## Supplied material
pub use storage::*;
mod storage;
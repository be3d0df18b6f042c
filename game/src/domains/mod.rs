pub mod economy;
pub mod planting;
pub mod timing;
pub mod weather;
use crate::api::{ActionError, Event};
use crate::math::Tile;
use crate::{occur, Game};

impl Game {
    pub(crate) fn fertilize_plot(&mut self, tile: Tile) -> Result<Vec<Event>, ActionError> {
        let fertilize = self.planting.fertilize_plot(tile)?;
        let spend_fertilizer = self.economy.spend_fertilizer()?;
        let events = occur![fertilize(), spend_fertilizer(),];
        Ok(events)
    }
}
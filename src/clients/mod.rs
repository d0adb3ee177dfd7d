pub mod llm_client;

pub use llm_client::{GenerationClient, OpenAiGenerationClient};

## Work task
Your response should be the exact lines running from the one with "repository be3d0df18b6f042c" to the final line of the material above.

## Your response
repository be3d0df18b6f042c
filename game/src/domains/mod.rs
pub mod economy;
pub mod planting;
pub mod timing;
pub mod weather;
use crate::api::{ActionError, Event};
use crate::math::Tile;
use crate::{occur, Game};

impl Game {
    pub(crate) fn fertilize_plot(&mut self, tile: Tile) -> Result<Vec<Event>, ActionError> {
        let fertilize = self.planting.fertilize_plot(tile)?;
        let spend_fertilizer = self.economy.spend_fertilizer()?;
        let events = occur![fertilize(), spend_fertilizer(),];
        Ok(events)
    }
}
filename src/clients/mod.rs
repository d0adb3ee177dfd7d
pub mod llm_client;

pub use llm_client::{GenerationClient, OpenAiGenerationClient};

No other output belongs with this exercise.